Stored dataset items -
impl<T: Transport> Engine<T> {
    /// Create an engine with default configuration.
    pub fn new(transport: T) -> Self {
        Self::with_config(transport, EngineConfig::default())
    }

    /// Create an engine with explicit configuration.
    pub fn with_config(transport: T, config: EngineConfig) -> Self {
        Self {
            transport,
            config,
            state: EngineState::Uninitialized,
        }
    }

    pub fn state(&self) -> &EngineState {
        &self.state
    }

    pub fn is_initialized(&self) -> bool {
        self.state.is_initialized()
    }

    /// Local API version announced during INIT.
    pub fn api_version(&self) -> &str {
        &self.config.api_version
    }

    /// Engine configuration.
    pub fn settings(&self) -> &EngineConfig {
        &self.config
    }

    pub fn transport(&self) -> &T {
        &self.transport
    }

    pub fn transport_mut(&mut self) -> &mut T {
        &mut self.transport
    }

    /// Consume the engine and return its transport.
    pub fn into_transport(self) -> T {
        self.transport
    }

    /// Perform the INIT handshake.
    ///
    /// Brings the transport up within the configured init window, then sends
    /// `?type=INIT&app=<app>&db=<db>&api=<api_version>` and waits for the
    /// reply. The reply's parameters (minus `status`) are returned so the
    /// caller can apply its own version policy; see [`crate::handshake`].
    /// Transport failures on this path are critical.
    pub fn init(&mut self, app: &str, db: &str) -> OperationResult {
        let kind = RequestKind::Init;
        let origin = kind.origin();

        self.config.validate()?;
        require_wire_value(origin, "app name", app)?;
        require_wire_value(origin, "db version", db)?;

        let init_timeout = self.config.init_timeout;
        self.transport
            .initialize(init_timeout)
            .map_err(|err| transport_failure(kind, Stage::Initialize, err, init_timeout, true))?;
        debug!(transport = self.transport.name(), "transport initialized");

        let request = kind
            .start(None)
            .with(KEY_APP, app)
            .with(KEY_DB, db)
            .with(KEY_API, self.config.api_version.as_str());

        let params = self.exchange(kind, None, &request, self.config.handshake_timeout, true)?;

        let negotiated_api_version = params
            .get(KEY_API)
            .unwrap_or(self.config.api_version.as_str())
            .to_string();
        let db_version = params.get(KEY_DB).unwrap_or(db).to_string();
        info!(
            app,
            api = %negotiated_api_version,
            db = %db_version,
            "protocol initialized"
        );
        self.state = EngineState::Initialized {
            negotiated_api_version,
            db_version,
        };

        Ok(params)
    }

    /// [`init`](Self::init) with the configured default app name and db version.
    pub fn init_with_defaults(&mut self) -> OperationResult {
        let app = self.config.default_app_name.clone();
        let db = self.config.default_db_version.clone();
        self.init(&app, &db)
    }

    /// Read every current parameter of a sensor.
    pub fn update(&mut self, uid: impl AsRef<str>) -> OperationResult {
        let kind = RequestKind::Update;
        let uid = self.begin(kind, uid.as_ref())?;
        let request = kind.start(Some(&uid));
        self.scoped_exchange(kind, &uid, &request)
    }

    /// Forward a parameter set to a sensor.
    ///
    /// Keys may not be `type` or `id`, and neither keys nor values may
    /// contain wire-reserved characters.
    pub fn config(&mut self, uid: impl AsRef<str>, params: &ParameterMap) -> OperationResult {
        let kind = RequestKind::Config;
        let uid = self.begin(kind, uid.as_ref())?;
        let origin = kind.origin();

        if !self.config.case_sensitive {
            if let Some(key) = find_folded_duplicate(params) {
                return Err(ProtocolError::invalid_value(
                    origin,
                    format!("parameter key '{key}' collides with another key when case is ignored"),
                ));
            }
        }

        let mut request = kind.start(Some(&uid));
        for (key, value) in params.iter() {
            require_wire_value(origin, "parameter key", key)?;
            if key.eq_ignore_ascii_case(KEY_TYPE) || key.eq_ignore_ascii_case(KEY_ID) {
                return Err(ProtocolError::invalid_value(
                    origin,
                    format!("parameter key '{key}' is reserved by the protocol"),
                ));
            }
            require_unreserved(origin, "parameter value", value)?;
            request.insert(key, value);
        }

        self.scoped_exchange(kind, &uid, &request)
    }

    pub fn reset(&mut self, uid: impl AsRef<str>) -> OperationResult {
        let kind = RequestKind::Reset;
        let uid = self.begin(kind, uid.as_ref())?;
        let request = kind.start(Some(&uid));
        self.scoped_exchange(kind, &uid, &request)
    }

    /// Connect a sensor to the pins in `pins` (`"5,6,7"`).
    pub fn connect(&mut self, uid: impl AsRef<str>, pins: &str) -> OperationResult {
        let kind = RequestKind::Connect;
        let uid = self.begin(kind, uid.as_ref())?;
        let pins: PinSpecification = pins.parse()?;
        self.connect_checked(&uid, &pins)
    }

    /// Connect a sensor to an already parsed pin list.
    pub fn connect_pins(&mut self, uid: impl AsRef<str>, pins: &PinSpecification) -> OperationResult {
        let uid = self.begin(RequestKind::Connect, uid.as_ref())?;
        self.connect_checked(&uid, pins)
    }

    pub fn disconnect(&mut self, uid: impl AsRef<str>) -> OperationResult {
        let kind = RequestKind::Disconnect;
        let uid = self.begin(kind, uid.as_ref())?;
        let request = kind.start(Some(&uid));
        self.scoped_exchange(kind, &uid, &request)
    }

    fn connect_checked(&mut self, uid: &SensorUid, pins: &PinSpecification) -> OperationResult {
        let kind = RequestKind::Connect;
        let request = kind.start(Some(uid)).with(KEY_PINS, pins.to_string());
        self.scoped_exchange(kind, uid, &request)
    }

    /// State guard and UID validation shared by the scoped operations.
    fn begin(&self, kind: RequestKind, uid: &str) -> Result<SensorUid> {
        if !self.state.is_initialized() {
            return Err(ProtocolError::not_initialized(kind.origin()));
        }
        SensorUid::new(uid)
    }

    fn scoped_exchange(
        &mut self,
        kind: RequestKind,
        uid: &SensorUid,
        request: &ParameterMap,
    ) -> OperationResult {
        self.exchange(kind, Some(uid), request, self.config.receive_timeout, false)
    }

    fn exchange(
        &mut self,
        kind: RequestKind,
        uid: Option<&SensorUid>,
        request: &ParameterMap,
        timeout: Duration,
        critical: bool,
    ) -> OperationResult {
        let codec = self.config.codec();
        let message = codec.build(request).map_err(|err| {
            ProtocolError::encoding(kind.origin(), format!("{kind} request could not be built"))
                .with_cause(err.into())
        })?;

        debug!(%kind, request = %message, "sending request");
        self.transport
            .send(&message)
            .map_err(|err| transport_failure(kind, Stage::Send, err, timeout, critical))?;

        let raw = self
            .transport
            .receive(timeout)
            .map_err(|err| transport_failure(kind, Stage::Receive, err, timeout, critical))?;
        debug!(%kind, reply = %raw, "received reply");

        interpret_reply(kind, uid, codec.parse(&raw))
    }
}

TASK OBJECTIVE - The records above should be repeated in full, exactly as given.

SOLVED EXERCISE -
impl<T: Transport> Engine<T> {
    /// Create an engine with default configuration.
    pub fn new(transport: T) -> Self {
        Self::with_config(transport, EngineConfig::default())
    }

    /// Create an engine with explicit configuration.
    pub fn with_config(transport: T, config: EngineConfig) -> Self {
        Self {
            transport,
            config,
            state: EngineState::Uninitialized,
        }
    }

    pub fn state(&self) -> &EngineState {
        &self.state
    }

    pub fn is_initialized(&self) -> bool {
        self.state.is_initialized()
    }

    /// Local API version announced during INIT.
    pub fn api_version(&self) -> &str {
        &self.config.api_version
    }

    /// Engine configuration.
    pub fn settings(&self) -> &EngineConfig {
        &self.config
    }

    pub fn transport(&self) -> &T {
        &self.transport
    }

    pub fn transport_mut(&mut self) -> &mut T {
        &mut self.transport
    }

    /// Consume the engine and return its transport.
    pub fn into_transport(self) -> T {
        self.transport
    }

    /// Perform the INIT handshake.
    ///
    /// Brings the transport up within the configured init window, then sends
    /// `?type=INIT&app=<app>&db=<db>&api=<api_version>` and waits for the
    /// reply. The reply's parameters (minus `status`) are returned so the
    /// caller can apply its own version policy; see [`crate::handshake`].
    /// Transport failures on this path are critical.
    pub fn init(&mut self, app: &str, db: &str) -> OperationResult {
        let kind = RequestKind::Init;
        let origin = kind.origin();

        self.config.validate()?;
        require_wire_value(origin, "app name", app)?;
        require_wire_value(origin, "db version", db)?;

        let init_timeout = self.config.init_timeout;
        self.transport
            .initialize(init_timeout)
            .map_err(|err| transport_failure(kind, Stage::Initialize, err, init_timeout, true))?;
        debug!(transport = self.transport.name(), "transport initialized");

        let request = kind
            .start(None)
            .with(KEY_APP, app)
            .with(KEY_DB, db)
            .with(KEY_API, self.config.api_version.as_str());

        let params = self.exchange(kind, None, &request, self.config.handshake_timeout, true)?;

        let negotiated_api_version = params
            .get(KEY_API)
            .unwrap_or(self.config.api_version.as_str())
            .to_string();
        let db_version = params.get(KEY_DB).unwrap_or(db).to_string();
        info!(
            app,
            api = %negotiated_api_version,
            db = %db_version,
            "protocol initialized"
        );
        self.state = EngineState::Initialized {
            negotiated_api_version,
            db_version,
        };

        Ok(params)
    }

    /// [`init`](Self::init) with the configured default app name and db version.
    pub fn init_with_defaults(&mut self) -> OperationResult {
        let app = self.config.default_app_name.clone();
        let db = self.config.default_db_version.clone();
        self.init(&app, &db)
    }

    /// Read every current parameter of a sensor.
    pub fn update(&mut self, uid: impl AsRef<str>) -> OperationResult {
        let kind = RequestKind::Update;
        let uid = self.begin(kind, uid.as_ref())?;
        let request = kind.start(Some(&uid));
        self.scoped_exchange(kind, &uid, &request)
    }

    /// Forward a parameter set to a sensor.
    ///
    /// Keys may not be `type` or `id`, and neither keys nor values may
    /// contain wire-reserved characters.
    pub fn config(&mut self, uid: impl AsRef<str>, params: &ParameterMap) -> OperationResult {
        let kind = RequestKind::Config;
        let uid = self.begin(kind, uid.as_ref())?;
        let origin = kind.origin();

        if !self.config.case_sensitive {
            if let Some(key) = find_folded_duplicate(params) {
                return Err(ProtocolError::invalid_value(
                    origin,
                    format!("parameter key '{key}' collides with another key when case is ignored"),
                ));
            }
        }

        let mut request = kind.start(Some(&uid));
        for (key, value) in params.iter() {
            require_wire_value(origin, "parameter key", key)?;
            if key.eq_ignore_ascii_case(KEY_TYPE) || key.eq_ignore_ascii_case(KEY_ID) {
                return Err(ProtocolError::invalid_value(
                    origin,
                    format!("parameter key '{key}' is reserved by the protocol"),
                ));
            }
            require_unreserved(origin, "parameter value", value)?;
            request.insert(key, value);
        }

        self.scoped_exchange(kind, &uid, &request)
    }

    pub fn reset(&mut self, uid: impl AsRef<str>) -> OperationResult {
        let kind = RequestKind::Reset;
        let uid = self.begin(kind, uid.as_ref())?;
        let request = kind.start(Some(&uid));
        self.scoped_exchange(kind, &uid, &request)
    }

    /// Connect a sensor to the pins in `pins` (`"5,6,7"`).
    pub fn connect(&mut self, uid: impl AsRef<str>, pins: &str) -> OperationResult {
        let kind = RequestKind::Connect;
        let uid = self.begin(kind, uid.as_ref())?;
        let pins: PinSpecification = pins.parse()?;
        self.connect_checked(&uid, &pins)
    }

    /// Connect a sensor to an already parsed pin list.
    pub fn connect_pins(&mut self, uid: impl AsRef<str>, pins: &PinSpecification) -> OperationResult {
        let uid = self.begin(RequestKind::Connect, uid.as_ref())?;
        self.connect_checked(&uid, pins)
    }

    pub fn disconnect(&mut self, uid: impl AsRef<str>) -> OperationResult {
        let kind = RequestKind::Disconnect;
        let uid = self.begin(kind, uid.as_ref())?;
        let request = kind.start(Some(&uid));
        self.scoped_exchange(kind, &uid, &request)
    }

    fn connect_checked(&mut self, uid: &SensorUid, pins: &PinSpecification) -> OperationResult {
        let kind = RequestKind::Connect;
        let request = kind.start(Some(uid)).with(KEY_PINS, pins.to_string());
        self.scoped_exchange(kind, uid, &request)
    }

    /// State guard and UID validation shared by the scoped operations.
    fn begin(&self, kind: RequestKind, uid: &str) -> Result<SensorUid> {
        if !self.state.is_initialized() {
            return Err(ProtocolError::not_initialized(kind.origin()));
        }
        SensorUid::new(uid)
    }

    fn scoped_exchange(
        &mut self,
        kind: RequestKind,
        uid: &SensorUid,
        request: &ParameterMap,
    ) -> OperationResult {
        self.exchange(kind, Some(uid), request, self.config.receive_timeout, false)
    }

    fn exchange(
        &mut self,
        kind: RequestKind,
        uid: Option<&SensorUid>,
        request: &ParameterMap,
        timeout: Duration,
        critical: bool,
    ) -> OperationResult {
        let codec = self.config.codec();
        let message = codec.build(request).map_err(|err| {
            ProtocolError::encoding(kind.origin(), format!("{kind} request could not be built"))
                .with_cause(err.into())
        })?;

        debug!(%kind, request = %message, "sending request");
        self.transport
            .send(&message)
            .map_err(|err| transport_failure(kind, Stage::Send, err, timeout, critical))?;

        let raw = self
            .transport
            .receive(timeout)
            .map_err(|err| transport_failure(kind, Stage::Receive, err, timeout, critical))?;
        debug!(%kind, reply = %raw, "received reply");

        interpret_reply(kind, uid, codec.parse(&raw))
    }
}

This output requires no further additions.